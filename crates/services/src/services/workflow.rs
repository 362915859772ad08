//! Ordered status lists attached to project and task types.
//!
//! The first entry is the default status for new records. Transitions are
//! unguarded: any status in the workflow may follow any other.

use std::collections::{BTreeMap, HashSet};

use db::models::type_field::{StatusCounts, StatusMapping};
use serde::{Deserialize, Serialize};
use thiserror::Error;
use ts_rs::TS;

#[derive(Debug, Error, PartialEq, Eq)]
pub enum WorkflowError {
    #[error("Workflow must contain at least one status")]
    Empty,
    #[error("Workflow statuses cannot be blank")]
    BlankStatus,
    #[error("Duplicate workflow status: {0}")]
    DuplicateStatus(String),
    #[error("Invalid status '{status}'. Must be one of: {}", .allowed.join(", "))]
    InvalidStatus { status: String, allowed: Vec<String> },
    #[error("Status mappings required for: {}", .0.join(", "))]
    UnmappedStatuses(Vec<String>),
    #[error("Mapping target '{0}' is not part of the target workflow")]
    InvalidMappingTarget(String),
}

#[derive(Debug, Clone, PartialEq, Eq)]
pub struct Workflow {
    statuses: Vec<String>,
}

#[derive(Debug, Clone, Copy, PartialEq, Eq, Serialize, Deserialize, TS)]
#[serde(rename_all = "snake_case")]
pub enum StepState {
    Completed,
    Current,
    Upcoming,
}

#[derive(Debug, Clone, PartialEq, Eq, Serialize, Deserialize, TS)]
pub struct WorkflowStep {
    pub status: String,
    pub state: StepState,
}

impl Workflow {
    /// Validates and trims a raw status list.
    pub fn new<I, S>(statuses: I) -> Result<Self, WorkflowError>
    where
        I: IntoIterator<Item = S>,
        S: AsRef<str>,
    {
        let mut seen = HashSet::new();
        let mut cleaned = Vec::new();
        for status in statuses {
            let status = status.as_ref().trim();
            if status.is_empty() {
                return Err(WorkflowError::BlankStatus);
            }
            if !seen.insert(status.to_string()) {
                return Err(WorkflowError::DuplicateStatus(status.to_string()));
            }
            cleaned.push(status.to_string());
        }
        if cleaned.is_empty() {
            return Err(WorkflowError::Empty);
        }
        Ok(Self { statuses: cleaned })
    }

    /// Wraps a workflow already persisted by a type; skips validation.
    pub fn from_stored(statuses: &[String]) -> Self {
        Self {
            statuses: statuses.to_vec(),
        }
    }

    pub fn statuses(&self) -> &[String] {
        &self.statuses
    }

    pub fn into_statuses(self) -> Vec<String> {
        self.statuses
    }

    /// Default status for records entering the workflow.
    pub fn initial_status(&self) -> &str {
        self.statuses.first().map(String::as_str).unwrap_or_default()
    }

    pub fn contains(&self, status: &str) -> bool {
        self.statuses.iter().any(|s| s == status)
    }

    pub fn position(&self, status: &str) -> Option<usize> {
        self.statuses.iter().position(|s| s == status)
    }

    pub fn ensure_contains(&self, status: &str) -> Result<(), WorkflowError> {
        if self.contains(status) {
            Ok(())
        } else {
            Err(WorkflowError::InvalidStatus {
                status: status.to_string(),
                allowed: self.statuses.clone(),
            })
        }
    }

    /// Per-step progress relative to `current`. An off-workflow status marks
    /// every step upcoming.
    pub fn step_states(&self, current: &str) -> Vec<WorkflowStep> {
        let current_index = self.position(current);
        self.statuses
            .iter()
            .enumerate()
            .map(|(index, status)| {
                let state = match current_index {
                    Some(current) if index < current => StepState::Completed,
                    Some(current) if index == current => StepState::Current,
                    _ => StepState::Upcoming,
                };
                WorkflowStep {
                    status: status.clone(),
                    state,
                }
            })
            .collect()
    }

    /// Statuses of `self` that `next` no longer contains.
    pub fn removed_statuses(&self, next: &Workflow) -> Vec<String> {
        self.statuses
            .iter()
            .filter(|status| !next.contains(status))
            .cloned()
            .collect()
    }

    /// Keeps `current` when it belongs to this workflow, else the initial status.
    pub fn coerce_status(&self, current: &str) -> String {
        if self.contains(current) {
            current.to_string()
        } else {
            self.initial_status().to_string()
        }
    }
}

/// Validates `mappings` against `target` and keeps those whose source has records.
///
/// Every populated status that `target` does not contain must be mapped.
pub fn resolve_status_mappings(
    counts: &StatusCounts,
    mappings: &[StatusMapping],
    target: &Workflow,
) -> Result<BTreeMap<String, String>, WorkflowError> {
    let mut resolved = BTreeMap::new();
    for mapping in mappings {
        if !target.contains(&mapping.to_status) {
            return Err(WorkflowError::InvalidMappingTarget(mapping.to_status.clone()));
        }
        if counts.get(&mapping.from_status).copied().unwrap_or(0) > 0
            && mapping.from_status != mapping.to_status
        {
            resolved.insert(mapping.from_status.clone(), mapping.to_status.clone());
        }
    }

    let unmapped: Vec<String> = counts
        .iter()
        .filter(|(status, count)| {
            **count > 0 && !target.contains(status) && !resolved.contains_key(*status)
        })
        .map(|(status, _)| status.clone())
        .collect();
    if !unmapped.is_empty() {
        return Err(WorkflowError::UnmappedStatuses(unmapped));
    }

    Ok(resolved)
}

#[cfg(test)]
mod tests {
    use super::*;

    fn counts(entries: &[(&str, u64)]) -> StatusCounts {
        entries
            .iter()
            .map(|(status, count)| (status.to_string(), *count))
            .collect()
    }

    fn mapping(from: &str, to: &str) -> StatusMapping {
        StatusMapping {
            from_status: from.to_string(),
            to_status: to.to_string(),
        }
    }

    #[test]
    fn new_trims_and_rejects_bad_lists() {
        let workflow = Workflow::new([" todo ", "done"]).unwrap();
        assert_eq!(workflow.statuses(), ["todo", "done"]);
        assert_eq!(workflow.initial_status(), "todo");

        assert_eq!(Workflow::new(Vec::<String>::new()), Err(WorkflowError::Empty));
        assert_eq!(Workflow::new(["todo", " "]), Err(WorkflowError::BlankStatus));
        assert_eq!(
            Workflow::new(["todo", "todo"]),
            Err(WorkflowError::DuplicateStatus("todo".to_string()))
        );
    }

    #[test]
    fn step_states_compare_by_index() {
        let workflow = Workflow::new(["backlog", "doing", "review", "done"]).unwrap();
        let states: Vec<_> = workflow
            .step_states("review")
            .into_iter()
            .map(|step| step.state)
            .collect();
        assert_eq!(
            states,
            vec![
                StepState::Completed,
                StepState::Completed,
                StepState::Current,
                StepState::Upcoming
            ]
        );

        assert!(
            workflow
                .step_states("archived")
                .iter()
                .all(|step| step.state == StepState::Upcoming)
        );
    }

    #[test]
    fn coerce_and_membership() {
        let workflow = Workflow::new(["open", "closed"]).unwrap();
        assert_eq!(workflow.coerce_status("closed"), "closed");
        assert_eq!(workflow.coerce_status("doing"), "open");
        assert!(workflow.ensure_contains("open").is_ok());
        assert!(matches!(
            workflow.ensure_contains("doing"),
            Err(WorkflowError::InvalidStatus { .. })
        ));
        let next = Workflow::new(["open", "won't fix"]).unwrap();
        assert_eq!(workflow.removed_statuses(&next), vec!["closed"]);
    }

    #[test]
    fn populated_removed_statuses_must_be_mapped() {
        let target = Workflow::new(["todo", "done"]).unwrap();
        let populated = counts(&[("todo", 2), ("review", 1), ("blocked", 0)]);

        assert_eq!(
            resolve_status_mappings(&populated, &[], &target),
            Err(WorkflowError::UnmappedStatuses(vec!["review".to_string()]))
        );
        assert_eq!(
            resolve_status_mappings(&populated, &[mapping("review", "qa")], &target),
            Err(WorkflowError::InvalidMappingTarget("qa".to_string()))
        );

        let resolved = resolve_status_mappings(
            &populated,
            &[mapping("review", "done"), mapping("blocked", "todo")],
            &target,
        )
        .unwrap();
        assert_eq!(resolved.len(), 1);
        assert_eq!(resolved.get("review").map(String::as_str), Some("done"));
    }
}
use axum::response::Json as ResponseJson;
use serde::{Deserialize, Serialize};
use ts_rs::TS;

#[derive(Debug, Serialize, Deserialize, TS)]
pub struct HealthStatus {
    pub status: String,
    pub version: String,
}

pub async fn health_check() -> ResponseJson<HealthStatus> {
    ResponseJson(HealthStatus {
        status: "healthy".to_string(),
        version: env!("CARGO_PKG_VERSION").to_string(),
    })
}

•••

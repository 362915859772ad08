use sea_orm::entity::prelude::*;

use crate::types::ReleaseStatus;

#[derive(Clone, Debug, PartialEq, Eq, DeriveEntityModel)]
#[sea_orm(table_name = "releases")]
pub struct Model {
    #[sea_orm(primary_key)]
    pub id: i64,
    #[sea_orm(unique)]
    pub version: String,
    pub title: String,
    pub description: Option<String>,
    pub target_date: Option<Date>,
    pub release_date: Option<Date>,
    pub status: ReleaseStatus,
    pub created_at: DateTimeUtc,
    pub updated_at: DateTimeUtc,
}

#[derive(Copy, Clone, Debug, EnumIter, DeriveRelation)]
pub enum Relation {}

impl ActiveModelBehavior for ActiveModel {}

•••

### [Work to complete]
Nothing should appear in the answer except the lines above from the line with "filename crates/services/src/services/workflow.rs" through the line with "raw status list.", both included, written out exactly.

### [Solution to this problem]
filename crates/services/src/services/workflow.rs
repository 362915859772ad08
//! Ordered status lists attached to project and task types.
//!
//! The first entry is the default status for new records. Transitions are
//! unguarded: any status in the workflow may follow any other.

use std::collections::{BTreeMap, HashSet};

use db::models::type_field::{StatusCounts, StatusMapping};
use serde::{Deserialize, Serialize};
use thiserror::Error;
use ts_rs::TS;

#[derive(Debug, Error, PartialEq, Eq)]
pub enum WorkflowError {
    #[error("Workflow must contain at least one status")]
    Empty,
    #[error("Workflow statuses cannot be blank")]
    BlankStatus,
    #[error("Duplicate workflow status: {0}")]
    DuplicateStatus(String),
    #[error("Invalid status '{status}'. Must be one of: {}", .allowed.join(", "))]
    InvalidStatus { status: String, allowed: Vec<String> },
    #[error("Status mappings required for: {}", .0.join(", "))]
    UnmappedStatuses(Vec<String>),
    #[error("Mapping target '{0}' is not part of the target workflow")]
    InvalidMappingTarget(String),
}

#[derive(Debug, Clone, PartialEq, Eq)]
pub struct Workflow {
    statuses: Vec<String>,
}

#[derive(Debug, Clone, Copy, PartialEq, Eq, Serialize, Deserialize, TS)]
#[serde(rename_all = "snake_case")]
pub enum StepState {
    Completed,
    Current,
    Upcoming,
}

#[derive(Debug, Clone, PartialEq, Eq, Serialize, Deserialize, TS)]
pub struct WorkflowStep {
    pub status: String,
    pub state: StepState,
}

impl Workflow {
    /// Validates and trims a raw status list.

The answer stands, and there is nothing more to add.